(Records from a data source)

────

use std::fmt;
use std::time::Duration;

use bytes::Bytes;
use drivegate_config::DooraySettings;
use reqwest::header::{AUTHORIZATION, LOCATION};
use reqwest::multipart::{Form, Part};
use reqwest::{Client, RequestBuilder, Response, StatusCode, Url, redirect};
use serde::Deserialize;
use serde::de::DeserializeOwned;
use tracing::{debug, warn};

use super::error::{Step, UpstreamError};
use super::model::{Envelope, EnvelopeHeader};

/// Bearer credential for the upstream. Never serialized, redacted in `Debug`.
#[derive(Clone, PartialEq, Eq)]
pub struct ApiToken(String);

impl ApiToken {
    pub fn new(token: impl Into<String>) -> Self {
        Self(token.into())
    }

    fn header_value(&self) -> String {
        format!("dooray-api {}", self.0)
    }
}

impl fmt::Debug for ApiToken {
    fn fmt(&self, f: &mut fmt::Formatter<'_>) -> fmt::Result {
        f.write_str("ApiToken(***)")
    }
}

/// A file to be sent as the single `file` part of a multipart upload.
#[derive(Debug, Clone)]
pub struct UploadPart {
    pub file_name: String,
    pub content_type: Option<String>,
    pub bytes: Bytes,
}

impl UploadPart {
    fn to_form(&self, step: Step) -> Result<Form, UpstreamError> {
        let mime = self
            .content_type
            .as_deref()
            .unwrap_or("application/octet-stream");
        let part = Part::stream_with_length(
            reqwest::Body::from(self.bytes.clone()),
            self.bytes.len() as u64,
        )
        .file_name(self.file_name.clone())
        .mime_str(mime)
        .map_err(UpstreamError::transport(step))?;
        Ok(Form::new().part("file", part))
    }
}

/// Thin authenticated wrapper around the shared HTTP client.
///
/// Cloning is cheap; clones share the connection pool.
#[derive(Clone)]
pub struct DoorayClient {
    http: Client,
    // Uploads handle 301/307 themselves so the body can be rebuilt.
    upload_http: Client,
    base_url: String,
}

impl DoorayClient {
    pub fn new(settings: &DooraySettings) -> Result<Self, reqwest::Error> {
        let timeout = Duration::from_secs(settings.request_timeout_secs);
        let connect_timeout = Duration::from_secs(settings.connect_timeout_secs);

        let http = Client::builder()
            .timeout(timeout)
            .connect_timeout(connect_timeout)
            .build()?;
        let upload_http = Client::builder()
            .timeout(timeout)
            .connect_timeout(connect_timeout)
            .redirect(redirect::Policy::none())
            .build()?;

        Ok(Self {
            http,
            upload_http,
            base_url: settings.base_url.trim_end_matches('/').to_string(),
        })
    }

    pub fn base_url(&self) -> &str {
        &self.base_url
    }

    fn url(&self, path: &str) -> String {
        format!("{}{}", self.base_url, path)
    }

    /// GET a JSON envelope and return its `result`, `None` when it is null.
    pub async fn get_json<T: DeserializeOwned>(
        &self,
        token: &ApiToken,
        step: Step,
        path: &str,
        query: &[(&str, String)],
    ) -> Result<Option<T>, UpstreamError> {
        let request = self
            .http
            .get(self.url(path))
            .query(query)
            .header(AUTHORIZATION, token.header_value());
        let response = send(request, step).await?;
        let body = success_body(response, step).await?;

        let envelope: Envelope<T> = serde_json::from_slice(&body)
            .map_err(|e| UpstreamError::malformed(step, e.to_string()))?;
        check_header(&envelope.header, step)?;
        Ok(envelope.result)
    }

    /// GET a raw body.
    pub async fn get_bytes(
        &self,
        token: &ApiToken,
        step: Step,
        path: &str,
        query: &[(&str, String)],
    ) -> Result<Bytes, UpstreamError> {
        let request = self
            .http
            .get(self.url(path))
            .query(query)
            .header(AUTHORIZATION, token.header_value());
        let response = send(request, step).await?;
        success_body(response, step).await
    }

    /// POST `multipart/form-data`, re-posting once to `Location` on 301/307.
    ///
    /// Any 2xx JSON body is returned as is, including an envelope whose
    /// header reports failure, so callers can relay it unchanged.
    pub async fn post_multipart(
        &self,
        token: &ApiToken,
        step: Step,
        path: &str,
        query: &[(&str, String)],
        upload: &UploadPart,
    ) -> Result<serde_json::Value, UpstreamError> {
        let mut url = Url::parse(&self.url(path))
            .map_err(|e| UpstreamError::malformed(step, e.to_string()))?;
        if !query.is_empty() {
            url.query_pairs_mut()
                .extend_pairs(query.iter().map(|(k, v)| (*k, v.as_str())));
        }

        let response = self.post_form(token, step, url, upload).await?;
        let response = match response.status() {
            StatusCode::MOVED_PERMANENTLY | StatusCode::TEMPORARY_REDIRECT => {
                let target = redirect_target(&response, step)?;
                debug!(%step, %target, "Following upload redirect");
                self.post_form(token, step, target, upload).await?
            }
            _ => response,
        };

        let body = success_body(response, step).await?;
        let value: serde_json::Value = serde_json::from_slice(&body)
            .map_err(|e| UpstreamError::malformed(step, e.to_string()))?;
        if let Ok(header) = EnvelopeHeader::deserialize(&value["header"]) {
            if !header.is_successful {
                warn!(
                    %step,
                    code = header.result_code,
                    message = %header.result_message,
                    "Upstream envelope reports failure"
                );
            }
        }
        Ok(value)
    }

    async fn post_form(
        &self,
        token: &ApiToken,
        step: Step,
        url: Url,
        upload: &UploadPart,
    ) -> Result<Response, UpstreamError> {
        let request = self
            .upload_http
            .post(url)
            .header(AUTHORIZATION, token.header_value())
            .multipart(upload.to_form(step)?);
        send(request, step).await
    }
}

async fn send(request: RequestBuilder, step: Step) -> Result<Response, UpstreamError> {
    let response = request
        .send()
        .await
        .map_err(UpstreamError::transport(step))?;
    debug!(%step, url = %response.url().path(), status = %response.status(), "Upstream call");
    Ok(response)
}

async fn success_body(response: Response, step: Step) -> Result<Bytes, UpstreamError> {
    let status = response.status();
    if !status.is_success() {
        let body = response.text().await.unwrap_or_default();
        return Err(UpstreamError::Status { step, status, body });
    }
    response
        .bytes()
        .await
        .map_err(UpstreamError::transport(step))
}

fn check_header(header: &EnvelopeHeader, step: Step) -> Result<(), UpstreamError> {
    if header.is_successful {
        Ok(())
    } else {
        Err(UpstreamError::Rejected {
            step,
            code: header.result_code,
            message: header.result_message.clone(),
        })
    }
}

fn redirect_target(response: &Response, step: Step) -> Result<Url, UpstreamError> {
    let location = response
        .headers()
        .get(LOCATION)
        .and_then(|v| v.to_str().ok())
        .ok_or_else(|| UpstreamError::malformed(step, "redirect without Location header"))?;
    response
        .url()
        .join(location)
        .map_err(|e| UpstreamError::malformed(step, format!("bad Location {location}: {e}")))
}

────

Exercise objective —
Your response should contain each line of the entries above that holds the string "message".

Finished task —
                    message = %header.result_message,
            message: header.result_message.clone(),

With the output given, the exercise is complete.